I am in no way wanting to change my marriage or my family life. I'm perfectly happy in those departments. But, career wise? I feel like I should absolutely LOVE to go to work ... but does anybody? I don't work because I have to, I just happen to like the extra spending money. But, what if I were to be creative and inspired and start my own thing? This is something I've thought about a lot. And I even have notebooks and files and ideas and plans about starting a gift-giving related business or be a designer or a writer, but I hold back. What does it take to just jump in and make your dreams reality? I know I've done it in the past. I know even my DH after so many years of college after the Marines after highschool would even do something else if he could. I guess it's money or lack of? And fear. What if I jump in and it doesn't take off? What if I fail? Where do I start? Should I go to school again to learn more? Keep making notes and files and hope that someday it'll all just happen? Will it just happen? I'm not one to believe that it just arrives knocking at the door. I know it takes work and dedication and motivation. But, how does one initiate it? How do successful people feel before they're successful? Just this way? Do I really want my own business? I know it's hard work. DH has his own business and isn't always happy, can't just take off when he wants or the work doesn't get done, he doesn't get paid. It's constant working at it.

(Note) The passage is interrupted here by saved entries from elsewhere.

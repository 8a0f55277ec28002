// End-to-end batch runs over MIDI files written to a scratch directory.

use midi_corpus::config::{Lookahead, NoteWindow, RunConfig};
use midi_corpus::error::{EncodeError, PieceError};
use midi_corpus::notewise;
use midi_corpus::pipeline::{OutputLayout, discover, run_batch};
use midly::{
    Format, Header, MetaMessage, MidiMessage, Smf, Timing, TrackEvent, TrackEventKind,
    num::{u4, u7, u15, u28},
};
use std::fs;
use std::path::{Path, PathBuf};

fn scratch(name: &str) -> PathBuf {
    let dir = std::env::temp_dir().join(format!("midi_corpus_{name}_{}", std::process::id()));
    let _ = fs::remove_dir_all(&dir);
    fs::create_dir_all(&dir).unwrap();
    dir
}

/// One quarter note of `key` at 480 ticks per quarter, or an empty track.
fn smf(key: Option<u8>) -> Vec<u8> {
    let mut track = Vec::new();
    if let Some(key) = key {
        let channel = u4::new(0);
        track.push(TrackEvent {
            delta: u28::new(0),
            kind: TrackEventKind::Midi {
                channel,
                message: MidiMessage::NoteOn {
                    key: u7::new(key),
                    vel: u7::new(80),
                },
            },
        });
        track.push(TrackEvent {
            delta: u28::new(480),
            kind: TrackEventKind::Midi {
                channel,
                message: MidiMessage::NoteOff {
                    key: u7::new(key),
                    vel: u7::new(0),
                },
            },
        });
    }
    track.push(TrackEvent {
        delta: u28::new(0),
        kind: TrackEventKind::Meta(MetaMessage::EndOfTrack),
    });
    let mut smf = Smf::new(Header::new(Format::SingleTrack, Timing::Metrical(u15::new(480))));
    smf.tracks.push(track);
    let mut buf = Vec::new();
    smf.write(&mut buf).unwrap();
    buf
}

/// A single note at one tick per quarter, followed by the longest delta a
/// track event can carry before the end of the track.
fn very_long_smf() -> Vec<u8> {
    let channel = u4::new(0);
    let track = vec![
        TrackEvent {
            delta: u28::new(0),
            kind: TrackEventKind::Midi {
                channel,
                message: MidiMessage::NoteOn {
                    key: u7::new(60),
                    vel: u7::new(80),
                },
            },
        },
        TrackEvent {
            delta: u28::new(1),
            kind: TrackEventKind::Midi {
                channel,
                message: MidiMessage::NoteOff {
                    key: u7::new(60),
                    vel: u7::new(0),
                },
            },
        },
        TrackEvent {
            delta: u28::max_value(),
            kind: TrackEventKind::Meta(MetaMessage::EndOfTrack),
        },
    ];
    let mut smf = Smf::new(Header::new(Format::SingleTrack, Timing::Metrical(u15::new(1))));
    smf.tracks.push(track);
    let mut buf = Vec::new();
    smf.write(&mut buf).unwrap();
    buf
}

fn write(path: &Path, bytes: &[u8]) {
    fs::create_dir_all(path.parent().unwrap()).unwrap();
    fs::write(path, bytes).unwrap();
}

fn small_run() -> RunConfig {
    RunConfig {
        sample_freqs: vec![4],
        note_ranges: vec![NoteWindow {
            range: 38,
            offset: 45,
        }],
        ..RunConfig::default()
    }
}

#[test]
fn test_batch_writes_corpora_and_reports_skips() {
    let dir = scratch("batch");
    let input = dir.join("in");
    write(&input.join("bach/prelude.mid"), &smf(Some(60)));
    write(&input.join("bach/silence.mid"), &smf(None));
    write(&input.join("bach/broken.MID"), b"definitely not midi");
    write(&input.join("bach/notes.txt"), b"ignored");

    let jobs = discover(&[input]).unwrap();
    let stems: Vec<&str> = jobs.iter().map(|j| j.stem.as_str()).collect();
    assert_eq!(stems, ["broken", "prelude", "silence"]);
    assert!(jobs.iter().all(|j| j.composer == "bach"));

    let out = dir.join("out");
    let report = run_batch(&jobs, &small_run(), &OutputLayout::new(&out)).unwrap();

    let chordwise_path = out.join("chordwise/note_range38/sample_freq4/bach/prelude.txt");
    let notewise_path = out.join("notewise/note_range38/sample_freq4/bach/prelude.txt");
    assert_eq!(report.written, [chordwise_path.clone(), notewise_path.clone()]);

    // Middle C sits at index 15 of the 45-based window: a strike, three
    // holds, then the final silent step.
    let row = |digit: char| {
        let mut body = vec!['0'; 38];
        body[15] = digit;
        format!("p{}", body.into_iter().collect::<String>())
    };
    let silent = format!("p{}", "0".repeat(38));
    let expected = [row('1'), row('2'), row('2'), row('2'), silent].join(" ");
    assert_eq!(fs::read_to_string(&chordwise_path).unwrap(), expected);

    let notewise_text = fs::read_to_string(&notewise_path).unwrap();
    assert!(notewise_text.starts_with("p21 wait3 endp21 wait2 p20 wait3 endp20 wait2"));
    assert!(notewise_text.ends_with("p10 wait3 endp10 wait2"));
    assert_eq!(notewise::parse_text(&notewise_text).unwrap().len(), 12 * 4);

    assert_eq!(report.skipped.len(), 2);
    let broken = &report.skipped[0];
    assert!(broken.piece.ends_with("broken.MID"));
    assert!(matches!(broken.reason, PieceError::SourceUnavailable(_)));
    let silence = &report.skipped[1];
    assert!(silence.piece.ends_with("silence.mid"));
    assert!(matches!(
        silence.reason,
        PieceError::EmptyEncoding {
            sample_freq: 4,
            note_range: 38
        }
    ));
    assert!(!out.join("chordwise/note_range38/sample_freq4/bach/silence.txt").exists());

    let _ = fs::remove_dir_all(&dir);
}

#[test]
fn test_every_configuration_gets_its_own_files() {
    let dir = scratch("configs");
    let piece = dir.join("in/anon/tune.mid");
    write(&piece, &smf(Some(67)));

    let jobs = discover(std::slice::from_ref(&piece)).unwrap();
    let out = dir.join("out");
    let report = run_batch(&jobs, &RunConfig::default(), &OutputLayout::new(&out)).unwrap();
    assert_eq!(report.written.len(), 8);
    assert!(report.skipped.is_empty());
    for (range, freq) in [(38, 4), (62, 4), (38, 12), (62, 12)] {
        for corpus in ["chordwise", "notewise"] {
            let path = out.join(format!(
                "{corpus}/note_range{range}/sample_freq{freq}/anon/tune.txt"
            ));
            assert!(path.exists(), "missing {}", path.display());
        }
    }

    let _ = fs::remove_dir_all(&dir);
}

#[test]
fn test_output_is_deterministic_and_lookahead_configurable() {
    let dir = scratch("determinism");
    let piece = dir.join("in/anon/tune.mid");
    write(&piece, &smf(Some(60)));
    let jobs = discover(std::slice::from_ref(&piece)).unwrap();

    let notewise_of = |run: &RunConfig, tag: &str| {
        let out = dir.join(tag);
        run_batch(&jobs, run, &OutputLayout::new(&out)).unwrap();
        fs::read_to_string(out.join("notewise/note_range38/sample_freq4/anon/tune.txt")).unwrap()
    };

    let scoped = notewise_of(&small_run(), "a");
    assert_eq!(scoped, notewise_of(&small_run(), "b"));

    // A single note that ends before the last timestep never reaches the
    // block boundary, so both lookahead scopes agree here.
    let legacy_run = RunConfig {
        lookahead: Lookahead::Legacy,
        ..small_run()
    };
    assert_eq!(scoped, notewise_of(&legacy_run, "legacy"));

    let _ = fs::remove_dir_all(&dir);
}

#[test]
fn test_oversized_piece_is_skipped_and_batch_continues() {
    let dir = scratch("oversized");
    let input = dir.join("in/x");
    write(&input.join("a_good.mid"), &smf(Some(60)));
    write(&input.join("b_huge.mid"), &very_long_smf());

    let jobs = discover(&[dir.join("in")]).unwrap();
    let run = RunConfig {
        sample_freqs: vec![12],
        note_ranges: vec![NoteWindow {
            range: 62,
            offset: 33,
        }],
        ..RunConfig::default()
    };
    let out = dir.join("out");
    let report = run_batch(&jobs, &run, &OutputLayout::new(&out)).unwrap();

    assert_eq!(report.written.len(), 2);
    assert!(report.written.iter().all(|p| p.ends_with("x/a_good.txt")));
    assert_eq!(report.skipped.len(), 1);
    assert!(report.skipped[0].piece.ends_with("b_huge.mid"));
    assert!(matches!(
        report.skipped[0].reason,
        PieceError::TooLarge {
            sample_freq: 12,
            note_range: 62,
            source: EncodeError::GridTooLarge { .. }
        }
    ));

    let _ = fs::remove_dir_all(&dir);
}

#[test]
fn test_colliding_outputs_keep_first_piece() {
    let dir = scratch("collision");
    let first = dir.join("a/x/song.mid");
    let second = dir.join("b/x/song.mid");
    write(&first, &smf(Some(60)));
    write(&second, &smf(Some(64)));

    let jobs = discover(&[dir.join("a"), dir.join("b")]).unwrap();
    assert_eq!(jobs.len(), 2);
    let out = dir.join("out");
    let report = run_batch(&jobs, &small_run(), &OutputLayout::new(&out)).unwrap();

    assert_eq!(report.written.len(), 2);
    assert_eq!(report.skipped.len(), 1);
    assert_eq!(report.skipped[0].piece, second);
    match &report.skipped[0].reason {
        PieceError::OutputCollision { other } => assert_eq!(other, &first),
        other => panic!("unexpected skip reason {other}"),
    }
    // The file holds the first piece: middle C at index 15.
    let text =
        fs::read_to_string(out.join("chordwise/note_range38/sample_freq4/x/song.txt")).unwrap();
    assert_eq!(text.as_bytes()[16], b'1');

    let _ = fs::remove_dir_all(&dir);
}

#[test]
fn test_missing_input_fails_discovery() {
    let dir = scratch("missing");
    assert!(discover(&[dir.join("nope")]).is_err());
    let _ = fs::remove_dir_all(&dir);
}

Do we just continue with routine because it's comfortable and reliable? Do I just continue in a career where I don't want to give up the paycheck but dread getting out of bed most mornings to drag myself there. I think that's normal, right? We all just go to work and do what we're supposed to because it's expected. Or...am I missing out because I'm settling for routine? Are there truly people who LOVE going to work?
Maybe I'm just delirious from being sick today! Because do I have any right to complain when I have a good job that I don't mind and I know there are people way worse off, so I should be thankful? Okay...so I think the writing isn't helping and maybe I'll go start researching some business ideas more or maybe I just ought to get started on that apple crisp. Or maybe a nap is really what I need after all.